Harry walked back to his bedroom, and the Old Man in the Cape was just standing there, like he’d been waiting impatiently for Callahan’s return.

“What’s on your mind,” Harry asked as he walked into the room.

“This didn’t have to happen, not this way. In fact, it shouldn’t have happened at all.”

“What do you mean…it shouldn’t have?”

“There’s not much I can tell you in this time, but you need to get Frank, and the girl.”

“Who? Fujiko?”

“Yes, go get them – then…bring them both in here.”

“Alright.”

“And find me some paper, and perhaps something to write with.”

Everyone was gathered in the room five minutes later; Frank wasn’t too surprised to find the Old Man in the house again, but Fujiko looked at the Old Man like he was some kind of mad sorcerer.

“Harry? You and the girl – Fujiko, is it? – you go over there. Frank, I’ll be back for you in a moment. Stay right here and don’t leave.”

And as Frank started to protest, Harry and Fujiko – and the Old Man – simply vanished…yet before he could even register surprise the Old Man was back in the room.

“Where are they!” Bullitt shouted.

“You’ll be with them presently, but first – I need you to write something for me…”

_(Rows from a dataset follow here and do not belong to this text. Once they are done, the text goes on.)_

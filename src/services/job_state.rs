use chrono::Utc;
use std::sync::Arc;
use std::time::Duration;

use crate::models::event::JobEventType;
use crate::models::job::{JobUpdate, StoredJob, TerminalStateError, VerificationJobState};
use crate::models::verification::JobStatusResponse;
use crate::services::backend::{BackendError, CasOutcome, JobBackend};
use crate::services::events::EventChannel;

/// Default lifetime of a job record; every write resets it.
pub const DEFAULT_JOB_TTL: Duration = Duration::from_secs(300);

/// TTL'd job records keyed by entity id.
///
/// Updates are revision-checked: a write that lost a race with another writer
/// fails with [`JobError::ConcurrentModification`] instead of overwriting it.
#[derive(Clone)]
pub struct JobStateStore {
    backend: Arc<dyn JobBackend>,
    events: EventChannel,
    key_prefix: String,
    ttl: Duration,
}

impl JobStateStore {
    pub fn new(
        backend: Arc<dyn JobBackend>,
        events: EventChannel,
        key_prefix: impl Into<String>,
        ttl: Duration,
    ) -> Self {
        Self {
            backend,
            events,
            key_prefix: key_prefix.into(),
            ttl,
        }
    }

    fn key(&self, entity_id: &str) -> String {
        format!("{}:{}", self.key_prefix, entity_id)
    }

    async fn load(&self, entity_id: &str) -> Result<Option<StoredJob>, JobError> {
        match self.backend.get(&self.key(entity_id)).await? {
            Some(raw) => Ok(Some(serde_json::from_str(&raw)?)),
            None => Ok(None),
        }
    }

    /// Create a fresh PENDING_VERIFICATION job.
    ///
    /// Not idempotent: an existing job for the same entity is replaced and its
    /// `started_at` reset. Because the replacement carries a new revision, a
    /// run still working on the old job fails its next update with
    /// [`JobError::ConcurrentModification`].
    pub async fn initialize(&self, entity_id: &str) -> Result<VerificationJobState, JobError> {
        let stored = StoredJob::new(VerificationJobState::new(entity_id, Utc::now()));
        let payload = serde_json::to_string(&stored)?;
        self.backend
            .set_ex(&self.key(entity_id), &payload, self.ttl)
            .await?;

        self.events
            .publish(JobEventType::Initialized, &stored.state)
            .await;

        tracing::info!(entity_id = %entity_id, "Verification job initialized");
        Ok(stored.state)
    }

    /// Current job, or `None` if it never existed or has expired.
    pub async fn get(&self, entity_id: &str) -> Result<Option<VerificationJobState>, JobError> {
        Ok(self.load(entity_id).await?.map(|stored| stored.state))
    }

    /// Merge `update` over the stored job and reset its TTL.
    ///
    /// Returns `None` without writing if the job is absent (typically expired
    /// mid-processing). `entity_id` and `started_at` are never changed.
    pub async fn update(
        &self,
        entity_id: &str,
        update: &JobUpdate,
    ) -> Result<Option<VerificationJobState>, JobError> {
        let Some(current) = self.load(entity_id).await? else {
            tracing::warn!(entity_id = %entity_id, "Verification state not found");
            return Ok(None);
        };

        let next = StoredJob::new(current.state.apply(update, Utc::now())?);
        let payload = serde_json::to_string(&next)?;

        let outcome = self
            .backend
            .compare_and_swap(
                &self.key(entity_id),
                &current.revision.to_string(),
                &payload,
                self.ttl,
            )
            .await?;

        match outcome {
            CasOutcome::Swapped => {
                self.events.publish(JobEventType::Updated, &next.state).await;
                Ok(Some(next.state))
            }
            CasOutcome::Missing => {
                tracing::warn!(entity_id = %entity_id, "Verification state expired during update");
                Ok(None)
            }
            CasOutcome::Conflict => Err(JobError::ConcurrentModification {
                entity_id: entity_id.to_string(),
            }),
        }
    }

    /// Current job plus seconds until its record expires.
    pub async fn status_with_expiry(
        &self,
        entity_id: &str,
    ) -> Result<Option<JobStatusResponse>, JobError> {
        let Some(state) = self.get(entity_id).await? else {
            return Ok(None);
        };

        let expires_in = match self.backend.ttl(&self.key(entity_id)).await {
            Ok(ttl) => ttl.unwrap_or(0),
            Err(e) => {
                tracing::warn!(entity_id = %entity_id, error = %e, "Failed to read job TTL");
                self.estimated_expiry(&state)
            }
        };

        Ok(Some(JobStatusResponse { state, expires_in }))
    }

    /// Remaining lifetime measured from `started_at`, used when the backend
    /// cannot report a TTL.
    fn estimated_expiry(&self, state: &VerificationJobState) -> u64 {
        let elapsed = (Utc::now() - state.started_at).num_seconds().max(0) as u64;
        self.ttl.as_secs().saturating_sub(elapsed)
    }
}

#[derive(Debug, thiserror::Error)]
pub enum JobError {
    #[error("Backend error: {0}")]
    Backend(#[from] BackendError),

    #[error("Serialization error: {0}")]
    Serialize(#[from] serde_json::Error),

    #[error("Job for entity {entity_id} was modified concurrently")]
    ConcurrentModification { entity_id: String },

    #[error(transparent)]
    TerminalState(#[from] TerminalStateError),

    #[error("Job for entity {entity_id} vanished before it could be processed")]
    JobVanished { entity_id: String },

    #[error("Entity {entity_id} is already being verified")]
    LeaseHeld { entity_id: String },
}
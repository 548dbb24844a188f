use sqlx::{postgres::PgPoolOptions, PgPool};
use std::time::Duration;

/// Initialize PostgreSQL connection pool
pub async fn init_pool(database_url: &str) -> Result<PgPool, sqlx::Error> {
    PgPoolOptions::new()
        .max_connections(10)
        .min_connections(2)
        .acquire_timeout(Duration::from_secs(10))
        .idle_timeout(Duration::from_secs(600))
        .max_lifetime(Duration::from_secs(1800))
        .connect(database_url)
        .await
}

/// Run database migrations
pub async fn run_migrations(pool: &PgPool) -> Result<(), sqlx::Error> {
    sqlx::migrate!("./migrations")
        .run(pool)
        .await
        .map_err(|e| sqlx::Error::Migrate(Box::new(e)))
}

pub mod audit_queries;
pub mod entity_queries;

________________________________

Fujiko literally slammed into him, wrapped her arms around his waist; they were both shivering now, and Callahan could feel ice melting and running from his scalp down his neck. He felt her hair just to make sure, and ran his fingers through more fine ice on her scalp. He looked around, and he thought he recognized the room – but no! How could it be?

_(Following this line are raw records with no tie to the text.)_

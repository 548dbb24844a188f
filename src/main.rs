use axum::{routing::get, routing::post, Router};
use metrics_exporter_prometheus::PrometheusBuilder;
use std::sync::Arc;
use tower_http::compression::CompressionLayer;
use tower_http::cors::CorsLayer;
use tower_http::limit::RequestBodyLimitLayer;
use tower_http::trace::TraceLayer;
use tracing_subscriber::EnvFilter;

use entity_verify::{
    app_state::AppState, config::AppConfig, db, routes, services::redis_backend::RedisBackend,
};

#[tokio::main]
async fn main() {
    // Initialize structured logging
    tracing_subscriber::fmt()
        .with_env_filter(
            EnvFilter::try_from_default_env().unwrap_or_else(|_| EnvFilter::new("info")),
        )
        .json()
        .init();

    // Load configuration from environment
    let config = AppConfig::from_env().expect("Failed to load configuration from environment");

    tracing::info!("Initializing entity-verify server");

    // Initialize Prometheus metrics recorder
    let prometheus_handle = PrometheusBuilder::new()
        .install_recorder()
        .expect("Failed to install Prometheus metrics recorder");
    let prometheus_handle = Arc::new(prometheus_handle);
    routes::metrics::describe();

    // Initialize database connection pool
    tracing::info!("Connecting to PostgreSQL database");
    let db_pool = db::init_pool(&config.database_url)
        .await
        .expect("Failed to connect to database");

    // Run database migrations
    tracing::info!("Running database migrations");
    db::run_migrations(&db_pool)
        .await
        .expect("Failed to run database migrations");

    // Job state, queue and events live in Redis
    tracing::info!("Connecting to Redis job backend");
    let backend = RedisBackend::new(&config.redis_url).expect("Failed to initialize Redis backend");

    let state = AppState::new(db_pool, Arc::new(backend), &config);

    let app = Router::new()
        .route("/health", get(routes::health::health_check))
        .route(
            "/api/v1/entities/{entity_id}/verification",
            post(routes::verify::submit_verification).get(routes::verify::get_job_status),
        )
        .route(
            "/api/v1/entities/{entity_id}/verification/manual-review",
            post(routes::verify::mark_for_manual_review),
        )
        .route("/api/v1/verification/events", get(routes::verify::job_events))
        .with_state(state)
        // Prometheus metrics endpoint (separate state)
        .route(
            "/metrics",
            get(routes::metrics::prometheus_metrics).with_state(prometheus_handle),
        )
        .layer(TraceLayer::new_for_http())
        .layer(CompressionLayer::new())
        .layer(CorsLayer::permissive())
        .layer(RequestBodyLimitLayer::new(64 * 1024));

    tracing::info!("Starting entity-verify on {}", config.bind_addr);

    let listener = tokio::net::TcpListener::bind(&config.bind_addr)
        .await
        .expect("Failed to bind to address");

    tracing::info!("Server listening on {}", config.bind_addr);

    axum::serve(listener, app)
        .with_graceful_shutdown(async {
            let _ = tokio::signal::ctrl_c().await;
            tracing::info!("Shutdown signal received");
        })
        .await
        .expect("Server error");
}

“Where are we?” Fujiko asked, her voice a scratchy, injured whisper. “Have we been here before?”

Callahan nodded. “The hotel room, in Osaka,” he said. “Yesterday, I think. Before we left for the airport…”

And in the next instant Frank was standing next to them. “Harry! Call DD, NOW!” he cried.

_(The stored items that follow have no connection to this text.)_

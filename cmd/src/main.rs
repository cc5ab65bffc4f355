use std::error::Error;
use std::str::FromStr;
use acquire_engine::ai::random_rollout;
use acquire_engine::{Acquire, Action, Options, PlayerId};
use rand::{thread_rng, RngCore, SeedableRng};
use rand_chacha::ChaCha8Rng;
use tracing::{debug, info};
use tracing_subscriber::EnvFilter;

fn parse_args(args: impl IntoIterator<Item = String>) -> Result<(Option<u32>, Option<u64>), String> {
    let mut games: Option<u32> = None;
    let mut seed: Option<u64> = None;
    let mut it = args.into_iter();
    while let Some(arg) = it.next() {
        match arg.as_str() {
            "--games" => games = Some(parse_value(&arg, it.next())?),
            "--seed" => seed = Some(parse_value(&arg, it.next())?),
            _ => return Err(format!("unknown argument '{arg}'")),
        }
    }
    Ok((games, seed))
}

fn parse_value<T: FromStr>(flag: &str, value: Option<String>) -> Result<T, String> {
    let value = value.ok_or_else(|| format!("{flag} needs a value"))?;
    value.parse().map_err(|_| format!("invalid value '{value}' for {flag}"))
}

fn main() -> Result<(), Box<dyn Error>> {
    let filter = EnvFilter::try_from_default_env().unwrap_or_else(|_| EnvFilter::new("info"));
    tracing_subscriber::fmt()
        .with_env_filter(filter)
        .init();

    let (games, seed) = parse_args(std::env::args().skip(1))?;
    let games = games.unwrap_or(100);
    let seed = seed.unwrap_or_else(|| thread_rng().next_u64());

    info!(games, seed, "starting self-play");

    let mut wins = vec![0u32; Options::default().num_players as usize];
    let mut total_steps = 0u64;

    for n in 0..games {
        let mut rng = ChaCha8Rng::seed_from_u64(seed.wrapping_add(n as u64));
        let game = Acquire::new(&mut rng, &Options::default())?;

        let game = random_rollout::<Acquire, Action, PlayerId, _>(&game, &mut rng)?;
        total_steps += game.step() as u64;

        let winners = game.winners();
        for player_id in &winners {
            wins[player_id.0 as usize] += 1;
        }

        debug!(
            game = n,
            turns = game.turn(),
            rankings = ?game.rankings(),
            "game finished"
        );
    }

    info!(
        ?wins,
        mean_steps = total_steps as f64 / games.max(1) as f64,
        "self-play finished"
    );

    Ok(())
}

He knew that voice, knew the urgency it implied, so without question he moved to the phone and dialed DD’s number at the Cathouse.

“DD? It’s Harry…”

“Harry! Good – it’s you! Look, we got Frank’s note; Cathy’s with us here at the Cathouse. Dell and Carl staked out the house with some deputies from the Sheriff’s office…they have Evelyn in custody, they’re bringing her to the city for evaluation. There were two men with her, one was killed while trying to flee, the other is behind bars at the county jail…”

“Frank and I will need to interview him as soon as we return. Do you have our flight information?”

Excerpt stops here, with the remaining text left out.